In my mind, I feel this could/should qualify as a hosting service
I read your landing page, I have no clue what it is you're selling or what it costs. I'm busy, you were lucky few minutes of my time, in the few minutes I couldn't figure out why I should give you more time or money.
I would highly suggest you work on the landing page:
* What am I buying?
* What problem are you solving?
* What does it cost?
* How is your solution better than others?
My impressions on visiting PB:Ah, a .cc domain, they're too underfunded to pay for a .com. I probably shouldn't use them for anything too important.
I do not want to "join your beta list". I want a service, now or never.
"PretzelBox" is my backend? Backend to what? You tell me not to worry about domains, email, storage... Does that mean PB provides those? Are you better than WordPress? Are you better than gsuite?
Then there are some random (and I'm guessing fake (rude, I'm sure, but why should I believe them?)) testimonials.

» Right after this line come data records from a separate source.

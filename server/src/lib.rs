//! Corbel server: an embeddable request/response service over stream sockets.
//!
//! A host program binds a [`Server`] to a Unix, TCP, or TLS listener,
//! registers named handler functions, and then watches the notification
//! channel while remote clients dispatch requests. Each connection gets its
//! own worker thread running a framed read/dispatch/write loop; shutdown is
//! a single [`Server::quit`] call that drains every worker before the
//! notification channel closes.
//!
//! # Example
//!
//! ```no_run
//! use corbel_server::{Server, ServerConfig};
//!
//! let mut server = Server::bind_tcp(ServerConfig::new("127.0.0.1:60606"))?;
//! server.register("echo", "blob", |args| Ok(args[0].clone()))?;
//!
//! while let Ok(event) = server.events().recv() {
//!     println!("{event}");
//! }
//! server.quit();
//! # Ok::<(), Box<dyn std::error::Error>>(())
//! ```

pub mod bus;
pub mod config;
pub mod dispatch;
mod listener;
pub mod logging;
pub mod metrics;
mod server;
pub mod signal;
mod worker;

pub use bus::Event;
pub use config::{FramingMode, ServerConfig};
pub use corbel_protocol::{Level, Status};
pub use dispatch::{ArgMode, HandlerError, RegisterError};
pub use server::Server;
//! Quoting-aware request tokenizer.
//!
//! Requests are sequences of whitespace-separated words; a double-quoted
//! span counts as one word with its quotes stripped. The server uses
//! [`locations`] to find the command word without copying, and [`to_bytes`]
//! to materialize argument lists for handlers registered in argv mode.

/// Byte ranges of the tokens in `input`, in order.
///
/// Each range is `(start, end)` of the token content; for a quoted token
/// the quotes sit outside the range. An unterminated quote runs to the end
/// of the input.
pub fn locations(input: &[u8]) -> Vec<(usize, usize)> {
    let mut out = Vec::new();
    let mut i = 0;
    while i < input.len() {
        if input[i].is_ascii_whitespace() {
            i += 1;
            continue;
        }
        if input[i] == b'"' {
            let start = i + 1;
            let mut j = start;
            while j < input.len() && input[j] != b'"' {
                j += 1;
            }
            out.push((start, j));
            i = if j < input.len() { j + 1 } else { j };
        } else {
            let start = i;
            while i < input.len() && !input[i].is_ascii_whitespace() {
                i += 1;
            }
            out.push((start, i));
        }
    }
    out
}

/// The tokens of `input`, materialized as owned byte strings.
pub fn to_bytes(input: &[u8]) -> Vec<Vec<u8>> {
    locations(input)
        .into_iter()
        .map(|(start, end)| input[start..end].to_vec())
        .collect()
}

#[cfg(test)]
mod tests {
    use super::*;

    #[test]
    fn simple_words() {
        let toks = to_bytes(b"just the one test");
        assert_eq!(toks, vec![b"just".to_vec(), b"the".to_vec(), b"one".to_vec(), b"test".to_vec()]);
    }

    #[test]
    fn leading_and_repeated_whitespace() {
        let toks = to_bytes(b"  a \t b  ");
        assert_eq!(toks, vec![b"a".to_vec(), b"b".to_vec()]);
    }

    #[test]
    fn quoted_span_is_one_token() {
        let toks = to_bytes(br#"foo "bar baz" quux"#);
        assert_eq!(toks, vec![b"foo".to_vec(), b"bar baz".to_vec(), b"quux".to_vec()]);
    }

    #[test]
    fn unterminated_quote_runs_to_end() {
        let toks = to_bytes(br#"a "b c"#);
        assert_eq!(toks, vec![b"a".to_vec(), b"b c".to_vec()]);
    }

    #[test]
    fn empty_input() {
        assert!(locations(b"").is_empty());
        assert!(locations(b"   ").is_empty());
    }

    #[test]
    fn locations_index_original_bytes() {
        let input = b"echo it works!";
        let locs = locations(input);
        assert_eq!(&input[locs[0].0..locs[0].1], b"echo");
        // The argument payload is everything from the second token on.
        assert_eq!(&input[locs[1].0..], b"it works!");
    }
}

Then some arbitrary text: "See what people have twisted their PretzelBoxes into" with no links, description, or examples... So I'm assuming PB has been twisted into nothing?
Finally, after much scrolling and bullshit, a list of features. So I get some email, some storage, you say unlimited, but I doubt. Still no pricing info. I get some blogs, "No need to learn WordPress!" but... I have to learn PB? How hard is PB. WordPress at least has a ton of support and resources.
Edit: s/valuable/invaluable!
Someone looking to save money on server costs by using a hosting company would effectively be going the other way in the stack: taking the cloud out of the equation and operating servers directly. The original poster in this thread acquired a hosting company to be able to provide this kind of service in their vertical.
When I made my comment, it was half in jest so I didn’t think through every word choice of mine.